How to determine SSL cert expire date from the cert file itself(.p12)

Question

If I have the actual file(.p12) and a Bash shell in Mac, how can I extract certificate and key file and also the certificate expiration date? assuming I have the csr(.p12), key files.

Answer 1

Extract the client certificate from the pkcs12 file and print its end date:

openssl pkcs12 -in certificate.p12 -clcerts -nodes | openssl x509 -noout -enddate

If you do not include the -clcerts option you may get the end date from a CA certificate instead of from your own certificate.
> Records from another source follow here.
impl CommandParser {
    pub fn new(config: &EngineConfig) -> Self {
        Self {
            filler_words: config.filler_words.clone(),
            operator_phrases: operator_phrases(),
        }
    }

    pub fn parse(&self, raw: &str) -> EngineResult<ParsedCommand> {
        let words = normalize(raw);
        if words.is_empty() {
            return Err(EngineError::parse("empty command", raw));
        }

        let (verb, chart_kind, consumed) = recognize_verb(&words)?;
        let rest = &words[consumed..];

        let mut command = ParsedCommand {
            verb,
            text: raw.to_string(),
            clauses: Vec::new(),
            fragments: Vec::new(),
            scan: None,
            sort: None,
            chart: None,
            focus: Vec::new(),
        };

        let clause_words: Vec<String> = match verb {
            Verb::Sort => {
                let (head, tail) = split_on_where(rest);
                command.sort = Some(self.parse_sort(head, raw)?);
                tail.to_vec()
            }
            Verb::Chart => {
                let (head, tail) = split_on_where(rest);
                command.chart = Some(self.parse_chart(head, chart_kind.unwrap_or(ChartKind::Bar), raw)?);
                tail.to_vec()
            }
            Verb::Summarize => {
                let (head, tail) = split_on_where(rest);
                let head_has_operator = self.classify(head).iter().any(|i| matches!(i, Item::Op(..)));
                if tail.is_empty() && head_has_operator {
                    // "summarize region is west": a condition without 'where'
                    rest.to_vec()
                } else {
                    command.focus = self.parse_focus(head, raw)?;
                    tail.to_vec()
                }
            }
            _ => rest.to_vec(),
        };

        let clause_words = self.strip_leading_fillers(&clause_words);
        let items = self.classify(&clause_words);

        let has_operator = items.iter().any(|i| matches!(i, Item::Op(..)));
        if !has_operator && !clause_words.is_empty() && verb != Verb::Sort && verb != Verb::Chart {
            if let Some(scan) = detect_scan(&clause_words) {
                debug!(verb = %verb, kinds = ?scan.kinds, "parsed data-quality scan command");
                command.scan = Some(scan);
                return Ok(command);
            }
        }

        let (clauses, fragments) = self.build_clauses(items)?;
        command.clauses = clauses;
        command.fragments = fragments;

        debug!(
            verb = %verb,
            clauses = command.fragments.len(),
            "parsed command"
        );
        Ok(command)
    }

    /// Column phrases named before a summary's where-clause, split on 'and'.
    /// Words naming the whole sheet ("summarize the data") mean no focus.
    fn parse_focus(&self, head: &[String], raw: &str) -> EngineResult<Vec<String>> {
        let words: Vec<&String> = head
            .iter()
            .skip_while(|w| self.is_filler(w) || SUMMARY_LEAD_WORDS.contains(&w.as_str()))
            .collect();
        if words.iter().all(|w| WHOLE_SHEET_WORDS.contains(&w.as_str()) || self.is_filler(w)) {
            return Ok(Vec::new());
        }

        let mut phrases = Vec::new();
        for group in words.split(|w| w.as_str() == "and") {
            let phrase: Vec<&str> = group
                .iter()
                .map(|w| w.as_str())
                .skip_while(|w| self.is_filler(w))
                .collect();
            if phrase.is_empty() {
                return Err(EngineError::parse("missing column name in summary", raw));
            }
            if let Some(conn) = phrase.iter().find(|w| Connective::from_word(w).is_some()) {
                return Err(EngineError::parse(
                    format!("'{}' is not allowed between summary columns; use 'and'", conn),
                    raw,
                ));
            }
            phrases.push(phrase.join(" "));
        }
        Ok(phrases)
    }

    fn is_filler(&self, word: &str) -> bool {
        self.filler_words.iter().any(|w| w == word)
    }

    fn strip_leading_fillers(&self, words: &[String]) -> Vec<String> {
        words
            .iter()
            .skip_while(|w| self.is_filler(w))
            .cloned()
            .collect()
    }

    /// Tag each word as operator phrase, connective or plain word
    fn classify(&self, words: &[String]) -> Vec<Item> {
        let mut items = Vec::new();
        let mut i = 0;
        while i < words.len() {
            let matched = self.operator_phrases.iter().find(|(phrase, _)| {
                i + phrase.len() <= words.len() && words[i..i + phrase.len()] == phrase[..]
            });
            if let Some((phrase, op)) = matched {
                items.push(Item::Op(*op, phrase.join(" ")));
                i += phrase.len();
                continue;
            }
            let word = &words[i];
            match Connective::from_word(word) {
                Some(conn) => items.push(Item::Conn(conn, word.clone())),
                None => items.push(Item::Word(word.clone())),
            }
            i += 1;
        }
        items
    }

    fn build_clauses(&self, items: Vec<Item>) -> EngineResult<(Vec<CommandToken>, Vec<String>)> {
        let mut tokens = Vec::new();
        let mut fragments = Vec::new();
        let mut current: Vec<Item> = Vec::new();
        let mut last = Last::Start;
        let mut last_word = String::new();

        for item in items {
            match item {
                Item::Conn(conn, word) => {
                    if !current.is_empty() {
                        let (clause, text) = self.finish_clause(std::mem::take(&mut current))?;
                        tokens.extend(clause);
                        fragments.push(text);
                        last = Last::Clause;
                    }
                    match conn {
                        Connective::And | Connective::Or => {
                            if last != Last::Clause {
                                return Err(EngineError::parse(
                                    format!("'{}' must join two conditions", word),
                                    word,
                                ));
                            }
                            last = Last::Join;
                        }
                        Connective::Not => {
                            if last == Last::Clause {
                                return Err(EngineError::parse(
                                    "use 'and not' or 'or not' between conditions",
                                    word,
                                ));
                            }
                            last = Last::Not;
                        }
                    }
                    tokens.push(CommandToken::Connective(conn));
                    last_word = word;
                }
                other => current.push(other),
            }
        }

        if !current.is_empty() {
            let (clause, text) = self.finish_clause(current)?;
            tokens.extend(clause);
            fragments.push(text);
            last = Last::Clause;
        }

        if matches!(last, Last::Join | Last::Not) {
            return Err(EngineError::parse(
                format!("missing condition after '{}'", last_word),
                last_word,
            ));
        }
        Ok((tokens, fragments))
    }

    /// Split one clause group into column phrase, operator and value
    fn finish_clause(&self, items: Vec<Item>) -> EngineResult<(Vec<CommandToken>, String)> {
        let text = items
            .iter()
            .map(|item| match item {
                Item::Word(w) | Item::Op(_, w) | Item::Conn(_, w) => w.as_str(),
            })
            .collect::<Vec<_>>()
            .join(" ");

        let op_pos = items.iter().position(|i| matches!(i, Item::Op(..)));
        let Some(op_pos) = op_pos else {
            return Err(EngineError::parse("no comparison operator found", text));
        };

        let column_words: Vec<String> = items[..op_pos]
            .iter()
            .map(item_text)
            .skip_while(|w| self.is_filler(w))
            .collect();
        // Later operator words belong to the value ("title contains under the sea")
        let value_words: Vec<String> = items[op_pos + 1..].iter().map(item_text).collect();

        let (op, op_text) = match &items[op_pos] {
            Item::Op(op, phrase) => (*op, phrase.clone()),
            _ => return Err(EngineError::internal("operator position holds a non-operator item")),
        };

        if column_words.is_empty() {
            return Err(EngineError::parse(
                format!("missing column name before '{}'", op_text),
                text,
            ));
        }

        let mut tokens = vec![
            CommandToken::ColumnRef(column_words.join(" ")),
            CommandToken::Operator(op),
        ];

        if op.takes_value() {
            if value_words.is_empty() {
                return Err(EngineError::parse(format!("missing value after '{}'", op_text), text));
            }
            tokens.push(CommandToken::Literal(value_words.join(" ")));
        } else if value_words
            .iter()
            .any(|w| !NULL_CHECK_TRAILERS.contains(&w.as_str()))
        {
            return Err(EngineError::parse(
                format!("unexpected text after '{}'", op_text),
                text,
            ));
        }

        Ok((tokens, text))
    }

    fn parse_sort(&self, head: &[String], raw: &str) -> EngineResult<SortSpec> {
        let mut words: Vec<String> = head
            .iter()
            .skip_while(|w| matches!(w.as_str(), "by" | "on") || self.is_filler(w))
            .cloned()
            .collect();
        // "the" can survive between "by" and the column ("sort by the revenue")
        while words.first().map_or(false, |w| w == "by" || w == "on" || self.is_filler(w)) {
            words.remove(0);
        }

        let mut descending = false;
        if words.last().map_or(false, |w| w == "order") {
            words.pop();
        }
        let trailing: [(&[&str], bool); 10] = [
            (&["high", "to", "low"], true),
            (&["highest", "first"], true),
            (&["largest", "first"], true),
            (&["low", "to", "high"], false),
            (&["lowest", "first"], false),
            (&["smallest", "first"], false),
            (&["descending"], true),
            (&["desc"], true),
            (&["ascending"], false),
            (&["asc"], false),
        ];
        for (phrase, desc) in trailing.iter() {
            if words.len() >= phrase.len() && words[words.len() - phrase.len()..] == phrase[..] {
                words.truncate(words.len() - phrase.len());
                descending = *desc;
                break;
            }
        }
        if words.last().map_or(false, |w| w == "in" || w == "from") {
            words.pop();
        }

        if words.is_empty() {
            return Err(EngineError::parse("sort needs a column name", raw));
        }
        Ok(SortSpec {
            column: words.join(" "),
            descending,
        })
    }

    fn parse_chart(&self, head: &[String], kind: ChartKind, raw: &str) -> EngineResult<ChartSpec> {
        let mut words: Vec<&str> = head
            .iter()
            .map(String::as_str)
            .skip_while(|w| matches!(*w, "for" | "of" | "on" | "a" | "an" | "the" | "column"))
            .collect();

        let metric = words.first().and_then(|w| AggregateMetric::from_word(w));
        if metric.is_some() {
            words.remove(0);
            while words.first().map_or(false, |w| matches!(*w, "of" | "the")) {
                words.remove(0);
            }
        }

        let by_pos = words.iter().position(|w| matches!(*w, "by" | "per" | "across"));
        let (value_part, group_part): (Vec<&str>, Vec<&str>) = match by_pos {
            Some(pos) => (
                words[..pos].to_vec(),
                words[pos + 1..]
                    .iter()
                    .copied()
                    .skip_while(|w| matches!(*w, "each" | "the"))
                    .collect(),
            ),
            None => (words.clone(), Vec::new()),
        };

        if by_pos.is_some() {
            if group_part.is_empty() {
                return Err(EngineError::parse("chart needs a column after 'by'", raw));
            }
            let value_column = if value_part.is_empty() {
                if metric != Some(AggregateMetric::Count) && metric.is_some() {
                    return Err(EngineError::parse("chart metric needs a column to measure", raw));
                }
                None
            } else {
                Some(value_part.join(" "))
            };
            return Ok(ChartSpec {
                kind,
                metric,
                value_column,
                group_column: group_part.join(" "),
            });
        }

        if value_part.is_empty() {
            return Err(EngineError::parse("chart needs a column name", raw));
        }
        if metric.is_some() && metric != Some(AggregateMetric::Count) {
            return Err(EngineError::parse(
                "use 'by <column>' to group a metric chart",
                raw,
            ));
        }
        Ok(ChartSpec {
            kind,
            metric: Some(AggregateMetric::Count),
            value_column: None,
            group_column: value_part.join(" "),
        })
    }
}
Several CA certificates are usually included within the file as part of the chain of trust.

Answer 2

Here's how you do it on Windows:

certutil -dump "file.pfx"

P.S. I know the question specifically mentions Mac, this is just in case Google sends you here (like it sent me).

Answer 3

You can make the first answer a one-liner without using the intermediate file:

openssl pkcs12 -in certificate.p12 -nodes | openssl x509 -noout -enddate

Answer 4

You can use openssl to extract the certificate from the .p12 file to a .pem file using the following command:

openssl pkcs12 -in certificate.p12 -out certificate.pem -nodes

Then, you can extract the expiration date from the certificate in the .pem file using the following command:

cat certificate.pem | openssl x509 -noout -enddate